The Quattroporte Sport GT S premièred at the North American International Auto Show in January 2009. Its 4.7-litre V8 has a maximum power output of 440 PS, ten more than the Quattroporte S, owing to a revised intake and a sport exhaust system with electronically actuated bypass valves. Other mechanical changes were made to the suspension system, where the Sport GT S single-rate dampers took place of the Skyhook system, ride height was further lowered and stiffer springs were adopted.
The exterior was distinguished by a specific front grille with concave vertical bars, black headlight bezels, red accents on the Trident badges, the absence of chrome window trim, body colour door handles and black double oval exhaust pipes instead of the quad round exhaust pipes found on other Quattroporte models. On the interior, the veneer trim was replaced by "Titan Tex" composite material and the cabin was upholstered in mixed Alcantara and leather.

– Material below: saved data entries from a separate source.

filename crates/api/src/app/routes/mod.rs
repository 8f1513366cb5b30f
pub mod products;
pub mod system;
//! Crate error type
//!
//! The simulation itself never fails; only loading a tuning file can.

use core::fmt;

#[derive(Debug)]
pub enum Error {
    /// Tuning file could not be read
    Io {
        path: String,
        source: std::io::Error,
    },
    /// Tuning JSON is malformed
    Parse(serde_json::Error),
    /// A tuning value is out of range
    Invalid {
        field: &'static str,
        reason: &'static str,
    },
}

impl fmt::Display for Error {
    fn fmt(&self, f: &mut fmt::Formatter<'_>) -> fmt::Result {
        match self {
            Self::Io { path, source } => write!(f, "failed to read {path}: {source}"),
            Self::Parse(err) => write!(f, "invalid tuning JSON: {err}"),
            Self::Invalid { field, reason } => write!(f, "invalid tuning value `{field}`: {reason}"),
        }
    }
}

impl std::error::Error for Error {
    fn source(&self) -> Option<&(dyn std::error::Error + 'static)> {
        match self {
            Self::Io { source, .. } => Some(source),
            Self::Parse(err) => Some(err),
            Self::Invalid { .. } => None,
        }
    }
}

impl From<serde_json::Error> for Error {
    fn from(err: serde_json::Error) -> Self {
        Self::Parse(err)
    }
}

pub type Result<T> = std::result::Result<T, Error>;
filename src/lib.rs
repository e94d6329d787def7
//! Jetpack Cat - a single-screen platform hopper
//!
//! Core modules:
//! - `sim`: Deterministic simulation (movement, recycling, collisions, world state)
//! - `settings`: Tunable game constants, loadable from JSON
//! - `frontend`: Presentation/input abstraction and the driver-owned game loop
//! - `error`: Configuration errors

pub mod error;
pub mod frontend;
pub mod settings;
pub mod sim;

pub use error::Error;
pub use settings::Tuning;

/// Game configuration constants (defaults for [`Tuning`])
pub mod consts {
    /// Window dimensions
    pub const WINDOW_WIDTH: f32 = 1024.0;
    pub const WINDOW_HEIGHT: f32 = 768.0;

    /// Horizontal speed of the cat (kept for configuration; the pointer drives x)
    pub const CAT_SPEED: f32 = 9.0;
    /// Lift applied on the first tick of a jump
    pub const JUMP_HEIGHT: f32 = 16.0;
    /// Jump arc duration (synthetic seconds)
    pub const MAX_JUMP_TIME: f64 = 1.0;
    /// Synthetic time added to the jump arc per tick
    pub const JUMP_TIME_STEP: f64 = 0.1;

    /// How fast the world scrolls past the cat (also the cat's fall speed)
    pub const PLATFORM_FALL_SPEED: f32 = 8.5;
    /// Number of platforms on screen
    pub const NUM_PLATFORMS: usize = 16;
    pub const MONSTER_FALL_SPEED: f32 = 3.0;
    pub const COIN_FALL_SPEED: f32 = 2.0;
    pub const COINS: usize = 8;
    /// Per-tick scale increase for every bat
    pub const MONSTER_GROWTH: f32 = 0.001;

    /// Projectile vertical speed (negative is up)
    pub const BULLET_SPEED: f32 = -15.0;
    /// Projectiles spawn this far above the cat
    pub const BULLET_OFFSET: f32 = 20.0;

    /// Unscaled size of a sprite glyph
    pub const SPRITE_SIZE: f32 = 36.0;
    pub const CAT_SCALE: f32 = 1.2;
    pub const PLATFORM_SCALE_X: f32 = 2.2;
    pub const PLATFORM_SCALE_Y: f32 = 0.5;
    pub const MONSTER_SCALE: f32 = 0.5;
    pub const COIN_SCALE: f32 = 0.5;
}
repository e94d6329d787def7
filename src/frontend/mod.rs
//! Presentation/input abstraction and the game loop
//!
//! A [`Frontend`] supplies the pointer position and key presses and shows the
//! world each frame. [`GameLoop`] owns the [`World`] and the stage
//! [`Schedule`] and drives them one frame at a time.

pub mod autopilot;

pub use autopilot::Autopilot;

use crate::sim::{GameEvent, Key, Schedule, SessionStats, TickInput, World, apply_key};

/// Windowing/input collaborator
pub trait Frontend {
    /// Current pointer x, if the pointer is over the window
    fn pointer_x(&self) -> Option<f32>;

    /// Keys pressed since the previous frame, in press order
    fn poll_keys(&mut self) -> Vec<Key>;

    /// Show the world after a tick
    fn present(&mut self, world: &World);

    /// The frontend wants the session to end (window closed, frame limit hit)
    fn should_quit(&self) -> bool {
        false
    }
}

/// Driver that owns the world and runs one tick per frame
pub struct GameLoop<F: Frontend> {
    world: World,
    frontend: F,
    schedule: Schedule,
    frames: u64,
}

impl<F: Frontend> GameLoop<F> {
    pub fn new(world: World, frontend: F) -> Self {
        Self::with_schedule(world, frontend, Schedule::standard())
    }

    pub fn with_schedule(world: World, frontend: F, schedule: Schedule) -> Self {
        Self {
            world,
            frontend,
            schedule,
            frames: 0,
        }
    }

    /// Sample input, apply key presses, tick, present
    pub fn run_frame(&mut self) {
        self.world.events.clear();

        // Keys take effect immediately, before the rest of the tick
        for key in self.frontend.poll_keys() {
            apply_key(&mut self.world, key);
        }

        let input = TickInput {
            pointer_x: self.frontend.pointer_x(),
            ..Default::default()
        };
        self.schedule.run(&mut self.world, &input);
        self.frames += 1;

        for event in &self.world.events {
            match event {
                GameEvent::EnemyDestroyed { x, y } => {
                    log::debug!("Frame {}: enemy destroyed at ({:.0}, {:.0})", self.frames, x, y)
                }
                other => log::trace!("Frame {}: {:?}", self.frames, other),
            }
        }

        self.frontend.present(&self.world);
    }

    /// Run frames until the frontend quits or `max_frames` is reached
    pub fn run(&mut self, max_frames: Option<u64>) -> SessionStats {
        while !self.frontend.should_quit() && max_frames.is_none_or(|max| self.frames < max) {
            self.run_frame();
        }

        let stats = &self.world.stats;
        log::info!(
            "Session over after {} frames ({} ticks): {} jumps, {} shots, {} projectiles expired, \
             {} enemies destroyed, {} enemies spawned, {} enemies alive",
            self.frames,
            stats.ticks,
            stats.jumps,
            stats.shots_fired,
            stats.projectiles_expired,
            stats.enemies_destroyed,
            stats.enemies_spawned,
            self.world.enemies.len()
        );
        stats.clone()
    }

    pub fn frames(&self) -> u64 {
        self.frames
    }

    pub fn world(&self) -> &World {
        &self.world
    }

    pub fn frontend(&self) -> &F {
        &self.frontend
    }

    pub fn into_world(self) -> World {
        self.world
    }
}
//! Headless autopilot frontend
//!
//! Plays the game without a window: it watches each presented frame and
//! picks the pointer position and key presses for the next one.

use crate::sim::{Entity, Key, World};

/// Frames between shots
const SHOT_COOLDOWN: u32 = 6;

/// Demo player that hunts bats and hops between platforms
#[derive(Debug, Clone)]
pub struct Autopilot {
    pointer: Option<f32>,
    pending: Vec<Key>,
    cooldown: u32,
    frames_seen: u64,
    frame_limit: Option<u64>,
}

impl Autopilot {
    pub fn new(frame_limit: Option<u64>) -> Self {
        Self {
            pointer: None,
            pending: Vec::new(),
            cooldown: 0,
            frames_seen: 0,
            frame_limit,
        }
    }

    pub fn frames_seen(&self) -> u64 {
        self.frames_seen
    }

    /// Decide the next frame's input from the world as it was just presented
    fn plan(&mut self, world: &World) {
        let cat = &world.player;
        let muzzle_x = cat.pos.x + cat.size.x / 2.0;

        // Nearest bat above the cat, measured from where a shot would leave
        let target = world
            .enemies
            .iter()
            .filter(|bat| bat.bottom() < cat.pos.y)
            .min_by(|a, b| {
                let da = (center_x(a) - muzzle_x).abs();
                let db = (center_x(b) - muzzle_x).abs();
                da.partial_cmp(&db).unwrap_or(std::cmp::Ordering::Equal)
            });

        self.cooldown = self.cooldown.saturating_sub(1);

        if let Some(bat) = target {
            // Line the muzzle up with the bat's centre
            self.pointer = Some(center_x(bat) - cat.size.x / 2.0);
            if (center_x(bat) - muzzle_x).abs() < bat.width() / 2.0 && self.cooldown == 0 {
                self.pending.push(Key::Shoot);
                self.cooldown = SHOT_COOLDOWN;
            }
        } else if let Some(platform) = world
            .platforms
            .iter()
            .filter(|p| p.pos.y > cat.bottom())
            .min_by(|a, b| {
                a.pos
                    .y
                    .partial_cmp(&b.pos.y)
                    .unwrap_or(std::cmp::Ordering::Equal)
            })
        {
            // Drift over the closest platform below
            self.pointer = Some(center_x(platform) - cat.size.x / 2.0);
        }

        // Stuck on the floor: fire the jetpack
        if !world.is_jumping() && cat.pos.y >= world.floor_y() {
            self.pending.push(Key::ToggleJump);
        }
    }
}

fn center_x(entity: &Entity) -> f32 {
    entity.pos.x + entity.width() / 2.0
}

impl super::Frontend for Autopilot {
    fn pointer_x(&self) -> Option<f32> {
        self.pointer
    }

    fn poll_keys(&mut self) -> Vec<Key> {
        std::mem::take(&mut self.pending)
    }

    fn present(&mut self, world: &World) {
        self.frames_seen += 1;
        self.plan(world);
    }

    fn should_quit(&self) -> bool {
        self.frame_limit
            .is_some_and(|limit| self.frames_seen >= limit)
    }
}
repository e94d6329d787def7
//! Deterministic simulation module
//!
//! All gameplay logic lives here. This module must be pure and deterministic:
//! - One call per frame, no wall-clock time
//! - Seeded RNG only
//! - Stable iteration order (list order)
//! - No rendering or platform dependencies

pub mod collision;
pub mod schedule;
pub mod snapshot;
pub mod state;
pub mod tick;

pub use collision::{Aabb, colliding};
pub use schedule::{STANDARD_STAGES, Schedule, Stage, StageFn};
pub use snapshot::{PLAYER_SPRITE, Sprite, SpriteKind};
pub use state::{Entity, EntityKind, GameEvent, JumpState, Player, SessionStats, World};
pub use tick::{
    Key, TickInput, apply_key, grow_enemies, recycle_platforms, resolve_platform_contact, tick,
    track_pointer, update_collectibles, update_enemies, update_projectiles, vertical_motion,
};
//! Game tuning
//!
//! Every constant the simulation reads lives here so a session can be
//! reconfigured from a JSON file without rebuilding.

use std::path::Path;

use serde::{Deserialize, Serialize};

use crate::consts::*;
use crate::error::{Error, Result};

/// Tunable game constants
#[derive(Debug, Clone, PartialEq, Serialize, Deserialize)]
#[serde(default)]
pub struct Tuning {
    // === Window ===
    pub window_width: f32,
    pub window_height: f32,

    // === Cat ===
    /// Horizontal speed constant carried on the player
    pub player_speed: f32,
    /// Lift on the first tick of a jump
    pub jump_height: f32,
    /// Jump arc length in synthetic seconds
    pub max_jump_time: f64,
    /// Synthetic seconds added per tick while jumping
    pub jump_time_step: f64,

    // === Scrolling & spawning ===
    /// Platform scroll speed and cat fall speed
    pub platform_fall_speed: f32,
    pub num_platforms: usize,
    pub enemy_fall_speed: f32,
    pub collectible_fall_speed: f32,
    pub num_collectibles: usize,
    /// Per-tick scale increase for enemies
    pub enemy_growth: f32,

    // === Projectiles ===
    pub projectile_speed: f32,
    pub projectile_offset: f32,

    /// Also scroll platforms downward while jumping (the old jump-gated pass)
    pub legacy_jump_scroll: bool,
}

impl Default for Tuning {
    fn default() -> Self {
        Self {
            window_width: WINDOW_WIDTH,
            window_height: WINDOW_HEIGHT,

            player_speed: CAT_SPEED,
            jump_height: JUMP_HEIGHT,
            max_jump_time: MAX_JUMP_TIME,
            jump_time_step: JUMP_TIME_STEP,

            platform_fall_speed: PLATFORM_FALL_SPEED,
            num_platforms: NUM_PLATFORMS,
            enemy_fall_speed: MONSTER_FALL_SPEED,
            collectible_fall_speed: COIN_FALL_SPEED,
            num_collectibles: COINS,
            enemy_growth: MONSTER_GROWTH,

            projectile_speed: BULLET_SPEED,
            projectile_offset: BULLET_OFFSET,

            legacy_jump_scroll: false,
        }
    }
}

impl Tuning {
    /// Minimum number of enemies kept alive by the top-up pass
    pub fn enemy_floor(&self) -> usize {
        self.num_platforms / 3
    }

    /// Enemies created with the world
    pub fn initial_enemies(&self) -> usize {
        self.num_platforms / 2
    }

    /// Parse and validate tuning from JSON (missing fields use defaults)
    pub fn from_json(json: &str) -> Result<Self> {
        let tuning: Self = serde_json::from_str(json)?;
        tuning.validate()?;
        Ok(tuning)
    }

    /// Load tuning from a JSON file
    pub fn load(path: impl AsRef<Path>) -> Result<Self> {
        let path = path.as_ref();
        let json = std::fs::read_to_string(path).map_err(|source| Error::Io {
            path: path.display().to_string(),
            source,
        })?;
        let tuning = Self::from_json(&json)?;
        log::info!("Loaded tuning from {}", path.display());
        Ok(tuning)
    }

    pub fn to_json(&self) -> Result<String> {
        Ok(serde_json::to_string_pretty(self)?)
    }

    /// Reject values the simulation cannot run with
    pub fn validate(&self) -> Result<()> {
        if !(self.window_width > 0.0) || !(self.window_height > 0.0) {
            return Err(Error::Invalid {
                field: "window_width/window_height",
                reason: "must be positive",
            });
        }
        if self.num_platforms == 0 {
            return Err(Error::Invalid {
                field: "num_platforms",
                reason: "must be at least 1",
            });
        }
        if !(self.jump_height >= 0.0) {
            return Err(Error::Invalid {
                field: "jump_height",
                reason: "must not be negative",
            });
        }
        if !(self.max_jump_time > 0.0) {
            return Err(Error::Invalid {
                field: "max_jump_time",
                reason: "must be positive",
            });
        }
        if !(self.jump_time_step > 0.0) {
            return Err(Error::Invalid {
                field: "jump_time_step",
                reason: "must be positive",
            });
        }
        if !(self.projectile_speed < 0.0) {
            return Err(Error::Invalid {
                field: "projectile_speed",
                reason: "must be negative (projectiles travel up)",
            });
        }
        Ok(())
    }
}
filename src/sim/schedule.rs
//! Ordered update stages
//!
//! The frame step is a fixed list of named stage functions. A driver owns a
//! [`Schedule`] and runs it once per frame instead of registering callbacks
//! with a presentation framework.

use super::state::World;
use super::tick::{
    TickInput, grow_enemies, recycle_platforms, resolve_platform_contact, run_stages,
    track_pointer, update_collectibles, update_enemies, update_projectiles, vertical_motion,
};

/// Signature shared by every stage
pub type StageFn = fn(&mut World, &TickInput);

/// A named update step
#[derive(Clone, Copy)]
pub struct Stage {
    pub name: &'static str,
    pub run: StageFn,
}

impl std::fmt::Debug for Stage {
    fn fmt(&self, f: &mut std::fmt::Formatter<'_>) -> std::fmt::Result {
        f.debug_struct("Stage").field("name", &self.name).finish()
    }
}

/// The game's stage order: tracking, vertical motion and platforms,
/// platform contact, enemies and collectibles, projectiles
pub const STANDARD_STAGES: &[Stage] = &[
    Stage {
        name: "track_pointer",
        run: track_pointer,
    },
    Stage {
        name: "vertical_motion",
        run: vertical_motion,
    },
    Stage {
        name: "recycle_platforms",
        run: recycle_platforms,
    },
    Stage {
        name: "resolve_platform_contact",
        run: resolve_platform_contact,
    },
    Stage {
        name: "update_enemies",
        run: update_enemies,
    },
    Stage {
        name: "grow_enemies",
        run: grow_enemies,
    },
    Stage {
        name: "update_collectibles",
        run: update_collectibles,
    },
    Stage {
        name: "update_projectiles",
        run: update_projectiles,
    },
];

/// An ordered list of stages run once per tick
#[derive(Debug, Clone)]
pub struct Schedule {
    stages: Vec<Stage>,
}

impl Default for Schedule {
    fn default() -> Self {
        Self::standard()
    }
}

impl Schedule {
    /// The stage order the game ships with
    pub fn standard() -> Self {
        Self {
            stages: STANDARD_STAGES.to_vec(),
        }
    }

    pub fn new(stages: Vec<Stage>) -> Self {
        Self { stages }
    }

    /// Drop a stage by name (returns whether one was removed)
    pub fn remove(&mut self, name: &str) -> bool {
        let before = self.stages.len();
        self.stages.retain(|stage| stage.name != name);
        self.stages.len() != before
    }

    pub fn push(&mut self, stage: Stage) {
        self.stages.push(stage);
    }

    pub fn stages(&self) -> &[Stage] {
        &self.stages
    }

    pub fn names(&self) -> Vec<&'static str> {
        self.stages.iter().map(|stage| stage.name).collect()
    }

    /// Run every stage in order and advance the tick counter
    pub fn run(&self, world: &mut World, input: &TickInput) {
        run_stages(world, input, &self.stages);
    }
}
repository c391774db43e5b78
use thiserror::Error;

#[derive(Debug, Error)]
pub enum InfraError {
    #[error("I/O error: {0}")]
    Io(#[from] std::io::Error),
    #[error("JSON error: {0}")]
    Json(#[from] serde_json::Error),
    #[error("SQLite error: {0}")]
    Sqlite(#[from] rusqlite::Error),
    #[error("Analysis error: {0}")]
    Analysis(String),
    #[error("Invalid config: {0}")]
    InvalidConfig(String),
    #[error("Invalid input: {0}")]
    InvalidInput(String),
    #[error("Not found: {0}")]
    NotFound(String),
    #[error("Lock poisoned: {0}")]
    LockPoisoned(String),
}
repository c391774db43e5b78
pub mod analysis_client;
pub mod config;
pub mod decision_repository;
pub mod error;
pub mod storage;
pub mod transcript;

The Quattroporte Centurion Edition was presented in March 2009 for the UK market. It was special version developed only for the holders of black American Express cards. The car was finished in black exterior colour and with the Centurion logo on the headrests and instrument panel. The engines available were the standard 4.2-litre and 4.7-litre V8.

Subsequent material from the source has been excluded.